In a way, climate change operates in a related manner: it is a gradual, environmentally catastrophic process that is difficult to really discern. If climate systems are by nature variable, how can we subjectively know what is ‘normal’? In many ways, climate change can be compared to the most recent tsunami that battered Japan: the disaster was so vast and incongruous that it was difficult for residents to grasp what was actually occurring (Solnit 2013). What is different about climate change is that it is far more subtle; it is a prolonged process that occasionally manifests as periodic trauma, like a sustained drought that causes social unrest and war, or an extended heatwave that results in the death of thousands. While climate change is profoundly destructive and immense — similar to the tsunami — it is also imperceptible; it is simply too abstract a threat.
Nevertheless, despite the urgency to mitigate the effects of climate change, what little action that is being done falls substantially short. As Naomi Klein (2017) declared: we have simply ran out of time to conservatively mitigate the effects of climate change. Changing lightbulbs or switching to a hybrid car is grossly insufficient for the task at hand. It is, as Foster, York and Clark (2010) demonstrate, inadequate because capitalism is predicated on the exploitation of both people and the planet. For capitalism to function, it requires continual inputs, which is derived from both social and natural forms of the commons.
Yet, replacing capitalism for another mode of production risks replicating the same environmentally destructive tendencies. Archaeological studies have demonstrated how humans have long distorted and dominated natural processes in order to suit their own goals, which engenders ecological havoc in the process (Diamond 2005). Capitalism amplifies this human tendency, which means that the problem is not merely the mode of production, but ontology: humans to a large degree see nature, as well as each other, as expendable. Thus, to avert the looming ecological crisis, we must alter how we interact and perceive other people as well as the environment. Alternative and indigenous ontological perspectives thus offer us a potential means out of this seemingly intractable dilemma.
But where do we look? The Canadian Arctic in particular stands out as an exceptional site to study the relationship between geopolitics, economics, the environment and how indigenous communities navigate contemporary realities while healing from a history of colonialism and assimilationist policies.
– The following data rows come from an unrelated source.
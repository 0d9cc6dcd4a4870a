//! Terminal output for the `postings` and `doc` commands

use crate::codec::Codec;
use crate::document::StoredDocument;
use crate::index::types::{Posting, TermId};
use std::io;
use termcolor::{Color, ColorChoice, ColorSpec, StandardStream, WriteColor};

/// Stdout stream honouring the `color` switch
pub fn stdout(color: bool) -> StandardStream {
    let choice = if color {
        ColorChoice::Auto
    } else {
        ColorChoice::Never
    };
    StandardStream::stdout(choice)
}

fn codec_name(codec: Codec) -> &'static str {
    match codec {
        Codec::Plain => "plain",
        Codec::VByte => "vbyte",
        Codec::Gamma => "gamma",
    }
}

/// Print a posting list: a header line, then `docId<TAB>frequency` per posting
pub fn print_postings<W: WriteColor>(
    out: &mut W,
    term: &str,
    term_id: TermId,
    codec: Codec,
    postings: &[Posting],
) -> io::Result<()> {
    out.set_color(ColorSpec::new().set_fg(Some(Color::Magenta)).set_bold(true))?;
    write!(out, "{}", term)?;
    out.reset()?;
    writeln!(
        out,
        " (term {}, df {}, {})",
        term_id,
        postings.len(),
        codec_name(codec)
    )?;

    for posting in postings {
        out.set_color(ColorSpec::new().set_fg(Some(Color::Green)))?;
        write!(out, "{}", posting.doc_id)?;
        out.reset()?;
        writeln!(out, "\t{}", posting.frequency)?;
    }

    Ok(())
}

/// Print a stored document's metadata and the start of its token stream
pub fn print_document<W: WriteColor>(
    out: &mut W,
    doc: &StoredDocument,
    preview: usize,
) -> io::Result<()> {
    out.set_color(ColorSpec::new().set_fg(Some(Color::Magenta)).set_bold(true))?;
    writeln!(out, "{}", doc.name)?;
    out.reset()?;

    writeln!(out, "Document id:      {}", doc.doc_id)?;
    writeln!(out, "Tokens:           {}", doc.num_tokens)?;

    if !doc.tokens.is_empty() {
        let shown = doc.tokens.len().min(preview);
        write!(out, "Preview:          {}", doc.tokens[..shown].join(" "))?;
        if shown < doc.tokens.len() {
            out.set_color(ColorSpec::new().set_fg(Some(Color::Cyan)))?;
            write!(out, " ...")?;
            out.reset()?;
        }
        writeln!(out)?;
    }

    Ok(())
}

#[cfg(test)]
mod tests {
    use super::*;
    use termcolor::Buffer;

    #[test]
    fn test_print_postings() {
        let mut buf = Buffer::no_color();
        let postings = vec![Posting::new(0, 1), Posting::new(1, 2)];
        print_postings(&mut buf, "the", 0, Codec::Gamma, &postings).unwrap();

        let text = String::from_utf8(buf.into_inner()).unwrap();
        assert_eq!(text, "the (term 0, df 2, gamma)\n0\t1\n1\t2\n");
    }

    #[test]
    fn test_print_document_preview() {
        let doc = StoredDocument {
            doc_id: 3,
            name: "a.txt".into(),
            num_tokens: 3,
            tokens: vec!["the".into(), "cat".into(), "sat".into()],
        };
        let mut buf = Buffer::no_color();
        print_document(&mut buf, &doc, 2).unwrap();

        let text = String::from_utf8(buf.into_inner()).unwrap();
        assert!(text.starts_with("a.txt\n"));
        assert!(text.contains("Tokens:           3\n"));
        assert!(text.contains("Preview:          the cat ...\n"));
    }
}
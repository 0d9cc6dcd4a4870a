//! Corpus sources.
//!
//! A corpus is either a zip archive, where every file entry is one document,
//! or a directory tree, where every file is one document. Documents keep the
//! order they have in the archive, or sorted path order for directories,
//! and that order decides doc ids.

use crate::error::{IndexError, IoContext, Result};
use ignore::WalkBuilder;
use log::{debug, info};
use std::fs::{self, File};
use std::io::{BufReader, Read};
use std::path::{Path, PathBuf};
use zip::ZipArchive;

/// One unparsed document
#[derive(Debug, Clone, PartialEq, Eq)]
pub struct RawDocument {
    pub name: String,
    pub content: Vec<u8>,
}

enum Source {
    Zip {
        path: PathBuf,
        archive: ZipArchive<BufReader<File>>,
        entries: Vec<usize>,
    },
    Directory {
        files: Vec<(PathBuf, String)>,
    },
}

/// Sequential reader over the documents of a corpus
pub struct Corpus {
    source: Source,
    position: usize,
}

impl Corpus {
    /// Open a zip archive or a directory
    pub fn open(path: &Path) -> Result<Self> {
        let metadata = fs::metadata(path).with_path(path)?;
        let source = if metadata.is_dir() {
            open_directory(path)?
        } else {
            open_zip(path)?
        };

        let corpus = Self {
            source,
            position: 0,
        };
        info!("Corpus {} holds {} documents", path.display(), corpus.len());
        Ok(corpus)
    }

    /// Total number of documents
    pub fn len(&self) -> usize {
        match &self.source {
            Source::Zip { entries, .. } => entries.len(),
            Source::Directory { files } => files.len(),
        }
    }

    pub fn is_empty(&self) -> bool {
        self.len() == 0
    }

    /// Read up to `max` further documents. An empty batch means the corpus is
    /// exhausted.
    pub fn next_batch(&mut self, max: usize) -> Result<Vec<RawDocument>> {
        let end = (self.position + max).min(self.len());
        let mut batch = Vec::with_capacity(end - self.position);

        for i in self.position..end {
            batch.push(self.read(i)?);
        }
        self.position = end;
        Ok(batch)
    }

    fn read(&mut self, i: usize) -> Result<RawDocument> {
        match &mut self.source {
            Source::Zip {
                path,
                archive,
                entries,
            } => {
                let path: &Path = path;
                let mut entry = archive
                    .by_index(entries[i])
                    .map_err(|e| zip_error(path, e))?;
                let name = entry.name().to_string();
                let mut content = Vec::with_capacity(entry.size() as usize);
                entry.read_to_end(&mut content).with_path(path)?;
                Ok(RawDocument { name, content })
            }
            Source::Directory { files } => {
                let (full, name) = &files[i];
                let content = fs::read(full).with_path(full)?;
                Ok(RawDocument {
                    name: name.clone(),
                    content,
                })
            }
        }
    }
}

fn zip_error(path: &Path, e: zip::result::ZipError) -> IndexError {
    IndexError::Corpus(format!("{}: {}", path.display(), e))
}

fn open_zip(path: &Path) -> Result<Source> {
    let file = File::open(path).with_path(path)?;
    let archive = ZipArchive::new(BufReader::new(file)).map_err(|e| zip_error(path, e))?;

    // Directory entries carry a trailing slash
    let entries: Vec<usize> = (0..archive.len())
        .filter(|&i| {
            archive
                .name_for_index(i)
                .is_some_and(|name| !name.ends_with('/'))
        })
        .collect();
    debug!(
        "{}: {} entries, {} documents",
        path.display(),
        archive.len(),
        entries.len()
    );

    Ok(Source::Zip {
        path: path.to_path_buf(),
        archive,
        entries,
    })
}

fn open_directory(root: &Path) -> Result<Source> {
    let walker = WalkBuilder::new(root)
        .standard_filters(false)
        .sort_by_file_name(|a, b| a.cmp(b))
        .build();

    let mut files = Vec::new();
    for entry in walker {
        let entry = entry.map_err(|e| IndexError::Corpus(format!("{}: {}", root.display(), e)))?;
        if !entry.file_type().is_some_and(|t| t.is_file()) {
            continue;
        }
        let full = entry.path().to_path_buf();
        let rel = full.strip_prefix(root).unwrap_or(&full);
        let name = rel
            .components()
            .map(|c| c.as_os_str().to_string_lossy())
            .collect::<Vec<_>>()
            .join("/");
        files.push((full, name));
    }
    files.sort_by(|a, b| a.1.cmp(&b.1));

    Ok(Source::Directory { files })
}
The Arctic is important because it offers us a glimpse of the future for the planet should we fail to sufficiently address the ecological crisis. The region is ‘expected to experience some of the earliest and most profound climate-induced changes, largely because of their large cryospheric2 components that also dominate their hydrological processes and water resources’ (Bates et al. 2008, 106). Thus, the form water takes is a crucial component of how the Arctic ecosystem functions. However, due to ecological disruptions associated with centuries of capitalist development, the region’s stability is already unravelling (Medalye and Foster 2012). The Arctic is undergoing profound changes that are impacting Inuit communities and the ecosystem, which furthermore have consequences for the rest of the planet. In this sense the Arctic and the lives of Inuit function as a barometer for the overall health of the planet: if they are struggling to cope with the changes to their environment, it is only a matter of time for the rest of us.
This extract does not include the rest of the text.